Health

Mesoamerican health plan

3 min read

Former Mexico official outlines Gates Foundation initiative

A former Mexican health official described Central America and southern Mexico on Tuesday (Dec. 1) as the “low-hanging fruit” of global health efforts, saying the region is capable of rapid health advances. He also outlined an initiative to aid its poorest residents.

Jaime Sepulveda, former director of Mexico’s National Institutes of Health and currently director of integrated health-solutions development for the Bill and Melinda Gates Foundation, said that a new initiative funded by the foundation and partner organizations would try to improve infant and maternal mortality, nutrition, vaccination rates, and several other health measures in the next five years.

The program, called the Mesoamerican Health Initiative, will target poor indigenous communities throughout Mesoamerica, which runs from southern Mexico to Panama. Though improving the health care infrastructure is important, Sepulveda said the program will seek to train providers and adapt clinical procedures so they can be used in homes and communities, regardless of whether a regular clinic is nearby.

Sepulveda spoke at Harvard Medical School’s New Research Building to a standing-room crowd of about 250. He delivered the 2009 Brigham and Women’s Hospital Victor Dzau Lecture in Global Health Equity. Sepulveda was introduced by Paul Farmer, Presley Professor of Global Health and Social Medicine at Harvard Medical School and chair of the School’s Department of Global Health and Social Medicine. Farmer, a founder of the nonprofit Partners In Health, is also chief of the Division of Global Health Equity at Harvard-affiliated Brigham and Women’s Hospital.

In his introductory remarks, Farmer said that global health is not a discipline, but rather a set of worldwide problems that require several disciplines to address. Farmer said conditions have changed in global health over the past two decades. Scarcity of resources has ceased to be the most pressing problem. Rather, he said, today’s major issue is how to integrate the latest knowledge into policies and on-the-ground practices that can make a difference in people’s lives.

“Integration and implementation are the two largest problems,” Farmer said.

Sepulveda said he wanted to bring to the audience’s attention a part of the world that has been neglected. To make changes there, he said, programs should focus on specific priorities and on closing the gap between health care for the wealthy and the poor. Among its health challenges, Sepulveda said, the region of almost 72 million people has high rates of infant and maternal mortality, with many deaths coming from premature births, infection, and asphyxiation for the infants, and hemorrhaging, hypertension, infection, and obstructed labor for the mothers. Malnutrition is also high, Sepulveda said.
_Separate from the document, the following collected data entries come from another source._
//! JSON-file record store.
//!
//! Single-row reads and writes through a global lock; the lifecycle
//! controller is the only writer of `state` and `docker_id`.

use std::collections::HashMap;
use std::path::PathBuf;
use std::sync::Arc;

use krypton_datamodel::server::ServerRecord;
use serde::{Deserialize, Serialize};
use tokio::fs;
use tokio::sync::Mutex;

use crate::error::Result;

#[derive(Clone, Debug, Default, Serialize, Deserialize)]
pub struct Model {
    pub servers: HashMap<String, ServerRecord>,
}

/// Handle to the record database.
///
/// Cheaply cloneable; the lock prevents readers from observing partially
/// written data.
#[derive(Debug, Clone)]
pub struct Handle {
    lock: Arc<Mutex<()>>,
    path: Arc<PathBuf>,
}

impl Handle {
    /// Open the database, creating an empty one if the file is missing.
    pub async fn open(path: PathBuf) -> Result<Self> {
        if !fs::try_exists(&path).await? {
            if let Some(parent) = path.parent() {
                fs::create_dir_all(parent).await?;
            }
            fs::write(&path, serde_json::to_string(&Model::default())?).await?;
        }

        Ok(Self {
            lock: Arc::new(Mutex::new(())),
            path: Arc::new(path),
        })
    }

    pub async fn reader(&self) -> Result<Model> {
        let _guard = self.lock.lock().await;
        let contents = fs::read_to_string(self.path.as_path()).await?;
        Ok(serde_json::from_str(&contents)?)
    }

    /// Read-modify-write under the global lock, returning the closure's
    /// result.
    pub async fn write<F, T>(&self, f: F) -> Result<T>
    where
        F: FnOnce(&mut Model) -> T,
    {
        let _guard = self.lock.lock().await;

        let contents = fs::read_to_string(self.path.as_path()).await?;
        let mut model: Model = serde_json::from_str(&contents)?;

        let out = f(&mut model);

        fs::write(self.path.as_path(), serde_json::to_string(&model)?).await?;

        Ok(out)
    }

    pub async fn get(&self, id: &str) -> Result<Option<ServerRecord>> {
        Ok(self.reader().await?.servers.get(id).cloned())
    }

    pub async fn list(&self) -> Result<Vec<ServerRecord>> {
        let mut records: Vec<ServerRecord> = self.reader().await?.servers.into_values().collect();
        records.sort_by(|a, b| a.id.cmp(&b.id));
        Ok(records)
    }

    pub async fn upsert(&self, record: ServerRecord) -> Result<()> {
        self.write(move |model| {
            model.servers.insert(record.id.clone(), record);
        })
        .await
    }

    /// Remove a record; `false` if it was already gone.
    pub async fn remove(&self, id: &str) -> Result<bool> {
        self.write(|model| model.servers.remove(id).is_some()).await
    }
}

#[cfg(test)]
mod tests {
    use krypton_datamodel::server::{Allocation, InstallConfig, ServerState};

    use super::*;

    fn record(id: &str) -> ServerRecord {
        ServerRecord {
            id: id.to_owned(),
            docker_id: None,
            name: format!("{id}-name"),
            image: "game:latest".to_owned(),
            state: ServerState::Installing,
            memory_limit: 1024,
            cpu_limit: 1.0,
            variables: vec![],
            startup_command: "./start".to_owned(),
            install_script: InstallConfig {
                image: "installer:latest".to_owned(),
                entrypoint: "bash".to_owned(),
                script: "echo hi".to_owned(),
            },
            allocation: Allocation {
                bind_address: "0.0.0.0".to_owned(),
                port: 25565,
            },
            config_files: Default::default(),
            cargo: vec![],
            sftp_enabled: false,
        }
    }

    #[tokio::test]
    async fn records_survive_a_reopen() {
        let dir = tempfile::tempdir().unwrap();
        let path = dir.path().join("servers.json");

        let handle = Handle::open(path.clone()).await.unwrap();
        handle.upsert(record("s1")).await.unwrap();

        let reopened = Handle::open(path).await.unwrap();
        let loaded = reopened.get("s1").await.unwrap().unwrap();
        assert_eq!(loaded.name, "s1-name");
        assert_eq!(loaded.state, ServerState::Installing);
    }

    #[tokio::test]
    async fn remove_reports_whether_the_record_existed() {
        let dir = tempfile::tempdir().unwrap();
        let handle = Handle::open(dir.path().join("db.json")).await.unwrap();

        handle.upsert(record("s1")).await.unwrap();
        assert!(handle.remove("s1").await.unwrap());
        assert!(!handle.remove("s1").await.unwrap());
        assert!(handle.get("s1").await.unwrap().is_none());
    }

    #[tokio::test]
    async fn list_is_sorted_by_id() {
        let dir = tempfile::tempdir().unwrap();
        let handle = Handle::open(dir.path().join("db.json")).await.unwrap();

        handle.upsert(record("beta")).await.unwrap();
        handle.upsert(record("alpha")).await.unwrap();

        let ids: Vec<String> = handle
            .list()
            .await
            .unwrap()
            .into_iter()
            .map(|r| r.id)
            .collect();
        assert_eq!(ids, vec!["alpha", "beta"]);
    }

    #[tokio::test]
    async fn write_returns_the_closure_result() {
        let dir = tempfile::tempdir().unwrap();
        let handle = Handle::open(dir.path().join("db.json")).await.unwrap();
        handle.upsert(record("s1")).await.unwrap();

        let state = handle
            .write(|model| {
                let rec = model.servers.get_mut("s1").unwrap();
                rec.state = ServerState::Running;
                rec.state
            })
            .await
            .unwrap();

        assert_eq!(state, ServerState::Running);
        assert_eq!(
            handle.get("s1").await.unwrap().unwrap().state,
            ServerState::Running
        );
    }
}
The health initiative will focus on improving reproductive, maternal, and neonatal health, bettering nutrition, and increasing vaccination rates. It will conduct epidemiological studies to watch over the region’s health and the program’s effectiveness, while trying to build on capacity. The effort also will focus on discovering new interventions, improving health practices, and changing government policies to improve health.